DIRECTIONS FOR THIS TASK: Type out the data again, word for word and in full.

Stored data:
——
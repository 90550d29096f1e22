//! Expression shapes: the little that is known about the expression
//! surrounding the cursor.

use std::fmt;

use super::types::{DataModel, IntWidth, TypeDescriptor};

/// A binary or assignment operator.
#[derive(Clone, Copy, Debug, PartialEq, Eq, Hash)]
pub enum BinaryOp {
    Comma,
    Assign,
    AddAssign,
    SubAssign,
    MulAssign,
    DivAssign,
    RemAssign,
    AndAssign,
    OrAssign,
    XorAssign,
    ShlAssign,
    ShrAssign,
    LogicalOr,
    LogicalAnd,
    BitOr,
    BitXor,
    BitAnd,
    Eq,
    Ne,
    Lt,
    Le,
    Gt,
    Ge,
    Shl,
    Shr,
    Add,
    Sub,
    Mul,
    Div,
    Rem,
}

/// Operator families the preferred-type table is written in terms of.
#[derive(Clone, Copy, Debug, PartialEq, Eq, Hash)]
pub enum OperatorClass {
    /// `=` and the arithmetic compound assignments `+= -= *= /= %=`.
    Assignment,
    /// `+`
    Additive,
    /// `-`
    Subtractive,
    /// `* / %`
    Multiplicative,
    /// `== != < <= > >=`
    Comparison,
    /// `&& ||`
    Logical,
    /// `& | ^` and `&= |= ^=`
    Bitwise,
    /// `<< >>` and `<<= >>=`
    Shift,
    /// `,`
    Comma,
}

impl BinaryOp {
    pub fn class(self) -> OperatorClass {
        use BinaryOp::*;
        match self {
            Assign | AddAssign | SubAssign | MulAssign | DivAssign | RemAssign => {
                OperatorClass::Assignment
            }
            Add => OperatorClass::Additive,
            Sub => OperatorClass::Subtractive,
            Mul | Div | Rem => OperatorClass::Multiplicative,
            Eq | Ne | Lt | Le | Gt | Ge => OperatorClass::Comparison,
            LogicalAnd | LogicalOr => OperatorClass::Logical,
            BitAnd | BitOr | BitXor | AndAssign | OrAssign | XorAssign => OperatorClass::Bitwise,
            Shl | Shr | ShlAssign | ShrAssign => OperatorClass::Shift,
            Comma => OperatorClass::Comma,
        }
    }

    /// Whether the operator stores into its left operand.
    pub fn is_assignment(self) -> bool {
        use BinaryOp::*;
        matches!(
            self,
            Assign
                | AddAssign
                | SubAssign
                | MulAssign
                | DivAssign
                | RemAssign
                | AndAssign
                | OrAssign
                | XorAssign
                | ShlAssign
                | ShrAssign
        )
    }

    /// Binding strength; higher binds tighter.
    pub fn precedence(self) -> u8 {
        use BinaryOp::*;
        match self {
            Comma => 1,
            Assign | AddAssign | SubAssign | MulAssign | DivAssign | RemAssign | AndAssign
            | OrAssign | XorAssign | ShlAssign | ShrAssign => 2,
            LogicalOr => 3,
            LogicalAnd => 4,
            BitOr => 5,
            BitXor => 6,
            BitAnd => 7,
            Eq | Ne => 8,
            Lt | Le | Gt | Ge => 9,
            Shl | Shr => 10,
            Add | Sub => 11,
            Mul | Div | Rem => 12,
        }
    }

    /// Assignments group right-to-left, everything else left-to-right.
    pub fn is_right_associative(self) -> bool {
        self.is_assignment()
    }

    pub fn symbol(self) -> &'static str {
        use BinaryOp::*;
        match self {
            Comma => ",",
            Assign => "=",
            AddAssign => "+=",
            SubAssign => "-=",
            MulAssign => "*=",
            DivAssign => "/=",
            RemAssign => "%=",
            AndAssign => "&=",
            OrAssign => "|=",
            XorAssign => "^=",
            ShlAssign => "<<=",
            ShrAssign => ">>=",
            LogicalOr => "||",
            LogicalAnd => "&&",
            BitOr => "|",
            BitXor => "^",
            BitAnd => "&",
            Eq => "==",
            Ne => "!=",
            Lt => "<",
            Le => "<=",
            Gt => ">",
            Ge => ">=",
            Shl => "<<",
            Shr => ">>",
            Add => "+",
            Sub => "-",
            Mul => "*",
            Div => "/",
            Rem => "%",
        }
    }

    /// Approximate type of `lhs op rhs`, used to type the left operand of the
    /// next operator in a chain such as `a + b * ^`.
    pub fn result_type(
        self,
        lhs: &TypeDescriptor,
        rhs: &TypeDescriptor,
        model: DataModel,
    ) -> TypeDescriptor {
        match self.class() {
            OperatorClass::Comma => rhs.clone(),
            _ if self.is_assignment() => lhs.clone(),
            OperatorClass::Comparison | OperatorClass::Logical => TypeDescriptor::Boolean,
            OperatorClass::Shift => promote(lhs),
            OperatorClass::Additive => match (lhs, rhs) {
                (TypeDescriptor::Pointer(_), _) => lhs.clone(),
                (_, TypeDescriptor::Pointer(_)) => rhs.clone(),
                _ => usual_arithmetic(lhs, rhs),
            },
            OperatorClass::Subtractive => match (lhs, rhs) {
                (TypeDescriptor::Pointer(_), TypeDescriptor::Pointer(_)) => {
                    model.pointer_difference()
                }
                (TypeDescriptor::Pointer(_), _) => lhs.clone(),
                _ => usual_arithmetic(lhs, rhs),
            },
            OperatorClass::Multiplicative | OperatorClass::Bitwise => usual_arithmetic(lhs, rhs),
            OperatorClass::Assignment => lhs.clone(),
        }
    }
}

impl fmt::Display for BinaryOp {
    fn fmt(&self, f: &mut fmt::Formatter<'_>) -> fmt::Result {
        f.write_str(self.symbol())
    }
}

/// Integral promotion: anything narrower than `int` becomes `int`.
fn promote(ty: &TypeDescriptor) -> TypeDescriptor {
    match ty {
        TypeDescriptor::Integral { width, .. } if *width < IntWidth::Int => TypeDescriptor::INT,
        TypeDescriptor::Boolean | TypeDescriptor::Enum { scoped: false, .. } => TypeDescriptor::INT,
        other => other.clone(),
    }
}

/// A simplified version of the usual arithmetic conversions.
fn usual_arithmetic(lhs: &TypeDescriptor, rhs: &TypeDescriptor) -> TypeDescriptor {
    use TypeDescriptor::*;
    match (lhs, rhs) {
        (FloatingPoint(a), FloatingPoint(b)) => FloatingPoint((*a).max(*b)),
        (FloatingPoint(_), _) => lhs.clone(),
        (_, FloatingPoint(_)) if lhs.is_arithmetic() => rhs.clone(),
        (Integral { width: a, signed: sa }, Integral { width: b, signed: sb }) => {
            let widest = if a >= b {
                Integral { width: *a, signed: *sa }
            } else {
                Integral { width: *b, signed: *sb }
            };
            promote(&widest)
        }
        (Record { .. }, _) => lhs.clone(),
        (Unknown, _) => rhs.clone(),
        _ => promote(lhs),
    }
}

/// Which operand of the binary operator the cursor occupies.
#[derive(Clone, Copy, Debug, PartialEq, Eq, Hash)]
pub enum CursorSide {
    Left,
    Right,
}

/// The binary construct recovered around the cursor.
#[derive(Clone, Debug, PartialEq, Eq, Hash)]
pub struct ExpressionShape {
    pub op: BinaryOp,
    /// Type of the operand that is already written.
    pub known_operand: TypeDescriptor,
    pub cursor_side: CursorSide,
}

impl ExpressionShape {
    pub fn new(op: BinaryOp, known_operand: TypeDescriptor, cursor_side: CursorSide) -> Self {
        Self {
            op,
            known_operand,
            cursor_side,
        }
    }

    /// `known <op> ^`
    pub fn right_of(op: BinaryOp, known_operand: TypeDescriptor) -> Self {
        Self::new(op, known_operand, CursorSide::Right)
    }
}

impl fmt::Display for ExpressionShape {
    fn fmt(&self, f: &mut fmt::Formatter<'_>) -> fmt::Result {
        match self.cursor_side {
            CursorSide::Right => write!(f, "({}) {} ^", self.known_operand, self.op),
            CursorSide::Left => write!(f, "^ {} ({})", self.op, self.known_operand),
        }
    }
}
——
RESULT OF THIS TASK:
repository 90550d29096f1e22
//! Expression shapes: the little that is known about the expression
//! surrounding the cursor.

use std::fmt;

use super::types::{DataModel, IntWidth, TypeDescriptor};

/// A binary or assignment operator.
#[derive(Clone, Copy, Debug, PartialEq, Eq, Hash)]
pub enum BinaryOp {
    Comma,
    Assign,
    AddAssign,
    SubAssign,
    MulAssign,
    DivAssign,
    RemAssign,
    AndAssign,
    OrAssign,
    XorAssign,
    ShlAssign,
    ShrAssign,
    LogicalOr,
    LogicalAnd,
    BitOr,
    BitXor,
    BitAnd,
    Eq,
    Ne,
    Lt,
    Le,
    Gt,
    Ge,
    Shl,
    Shr,
    Add,
    Sub,
    Mul,
    Div,
    Rem,
}

/// Operator families the preferred-type table is written in terms of.
#[derive(Clone, Copy, Debug, PartialEq, Eq, Hash)]
pub enum OperatorClass {
    /// `=` and the arithmetic compound assignments `+= -= *= /= %=`.
    Assignment,
    /// `+`
    Additive,
    /// `-`
    Subtractive,
    /// `* / %`
    Multiplicative,
    /// `== != < <= > >=`
    Comparison,
    /// `&& ||`
    Logical,
    /// `& | ^` and `&= |= ^=`
    Bitwise,
    /// `<< >>` and `<<= >>=`
    Shift,
    /// `,`
    Comma,
}

impl BinaryOp {
    pub fn class(self) -> OperatorClass {
        use BinaryOp::*;
        match self {
            Assign | AddAssign | SubAssign | MulAssign | DivAssign | RemAssign => {
                OperatorClass::Assignment
            }
            Add => OperatorClass::Additive,
            Sub => OperatorClass::Subtractive,
            Mul | Div | Rem => OperatorClass::Multiplicative,
            Eq | Ne | Lt | Le | Gt | Ge => OperatorClass::Comparison,
            LogicalAnd | LogicalOr => OperatorClass::Logical,
            BitAnd | BitOr | BitXor | AndAssign | OrAssign | XorAssign => OperatorClass::Bitwise,
            Shl | Shr | ShlAssign | ShrAssign => OperatorClass::Shift,
            Comma => OperatorClass::Comma,
        }
    }

    /// Whether the operator stores into its left operand.
    pub fn is_assignment(self) -> bool {
        use BinaryOp::*;
        matches!(
            self,
            Assign
                | AddAssign
                | SubAssign
                | MulAssign
                | DivAssign
                | RemAssign
                | AndAssign
                | OrAssign
                | XorAssign
                | ShlAssign
                | ShrAssign
        )
    }

    /// Binding strength; higher binds tighter.
    pub fn precedence(self) -> u8 {
        use BinaryOp::*;
        match self {
            Comma => 1,
            Assign | AddAssign | SubAssign | MulAssign | DivAssign | RemAssign | AndAssign
            | OrAssign | XorAssign | ShlAssign | ShrAssign => 2,
            LogicalOr => 3,
            LogicalAnd => 4,
            BitOr => 5,
            BitXor => 6,
            BitAnd => 7,
            Eq | Ne => 8,
            Lt | Le | Gt | Ge => 9,
            Shl | Shr => 10,
            Add | Sub => 11,
            Mul | Div | Rem => 12,
        }
    }

    /// Assignments group right-to-left, everything else left-to-right.
    pub fn is_right_associative(self) -> bool {
        self.is_assignment()
    }

    pub fn symbol(self) -> &'static str {
        use BinaryOp::*;
        match self {
            Comma => ",",
            Assign => "=",
            AddAssign => "+=",
            SubAssign => "-=",
            MulAssign => "*=",
            DivAssign => "/=",
            RemAssign => "%=",
            AndAssign => "&=",
            OrAssign => "|=",
            XorAssign => "^=",
            ShlAssign => "<<=",
            ShrAssign => ">>=",
            LogicalOr => "||",
            LogicalAnd => "&&",
            BitOr => "|",
            BitXor => "^",
            BitAnd => "&",
            Eq => "==",
            Ne => "!=",
            Lt => "<",
            Le => "<=",
            Gt => ">",
            Ge => ">=",
            Shl => "<<",
            Shr => ">>",
            Add => "+",
            Sub => "-",
            Mul => "*",
            Div => "/",
            Rem => "%",
        }
    }

    /// Approximate type of `lhs op rhs`, used to type the left operand of the
    /// next operator in a chain such as `a + b * ^`.
    pub fn result_type(
        self,
        lhs: &TypeDescriptor,
        rhs: &TypeDescriptor,
        model: DataModel,
    ) -> TypeDescriptor {
        match self.class() {
            OperatorClass::Comma => rhs.clone(),
            _ if self.is_assignment() => lhs.clone(),
            OperatorClass::Comparison | OperatorClass::Logical => TypeDescriptor::Boolean,
            OperatorClass::Shift => promote(lhs),
            OperatorClass::Additive => match (lhs, rhs) {
                (TypeDescriptor::Pointer(_), _) => lhs.clone(),
                (_, TypeDescriptor::Pointer(_)) => rhs.clone(),
                _ => usual_arithmetic(lhs, rhs),
            },
            OperatorClass::Subtractive => match (lhs, rhs) {
                (TypeDescriptor::Pointer(_), TypeDescriptor::Pointer(_)) => {
                    model.pointer_difference()
                }
                (TypeDescriptor::Pointer(_), _) => lhs.clone(),
                _ => usual_arithmetic(lhs, rhs),
            },
            OperatorClass::Multiplicative | OperatorClass::Bitwise => usual_arithmetic(lhs, rhs),
            OperatorClass::Assignment => lhs.clone(),
        }
    }
}

impl fmt::Display for BinaryOp {
    fn fmt(&self, f: &mut fmt::Formatter<'_>) -> fmt::Result {
        f.write_str(self.symbol())
    }
}

/// Integral promotion: anything narrower than `int` becomes `int`.
fn promote(ty: &TypeDescriptor) -> TypeDescriptor {
    match ty {
        TypeDescriptor::Integral { width, .. } if *width < IntWidth::Int => TypeDescriptor::INT,
        TypeDescriptor::Boolean | TypeDescriptor::Enum { scoped: false, .. } => TypeDescriptor::INT,
        other => other.clone(),
    }
}

/// A simplified version of the usual arithmetic conversions.
fn usual_arithmetic(lhs: &TypeDescriptor, rhs: &TypeDescriptor) -> TypeDescriptor {
    use TypeDescriptor::*;
    match (lhs, rhs) {
        (FloatingPoint(a), FloatingPoint(b)) => FloatingPoint((*a).max(*b)),
        (FloatingPoint(_), _) => lhs.clone(),
        (_, FloatingPoint(_)) if lhs.is_arithmetic() => rhs.clone(),
        (Integral { width: a, signed: sa }, Integral { width: b, signed: sb }) => {
            let widest = if a >= b {
                Integral { width: *a, signed: *sa }
            } else {
                Integral { width: *b, signed: *sb }
            };
            promote(&widest)
        }
        (Record { .. }, _) => lhs.clone(),
        (Unknown, _) => rhs.clone(),
        _ => promote(lhs),
    }
}

/// Which operand of the binary operator the cursor occupies.
#[derive(Clone, Copy, Debug, PartialEq, Eq, Hash)]
pub enum CursorSide {
    Left,
    Right,
}

/// The binary construct recovered around the cursor.
#[derive(Clone, Debug, PartialEq, Eq, Hash)]
pub struct ExpressionShape {
    pub op: BinaryOp,
    /// Type of the operand that is already written.
    pub known_operand: TypeDescriptor,
    pub cursor_side: CursorSide,
}

impl ExpressionShape {
    pub fn new(op: BinaryOp, known_operand: TypeDescriptor, cursor_side: CursorSide) -> Self {
        Self {
            op,
            known_operand,
            cursor_side,
        }
    }

    /// `known <op> ^`
    pub fn right_of(op: BinaryOp, known_operand: TypeDescriptor) -> Self {
        Self::new(op, known_operand, CursorSide::Right)
    }
}

impl fmt::Display for ExpressionShape {
    fn fmt(&self, f: &mut fmt::Formatter<'_>) -> fmt::Result {
        match self.cursor_side {
            CursorSide::Right => write!(f, "({}) {} ^", self.known_operand, self.op),
            CursorSide::Left => write!(f, "^ {} ({})", self.op, self.known_operand),
        }
    }
}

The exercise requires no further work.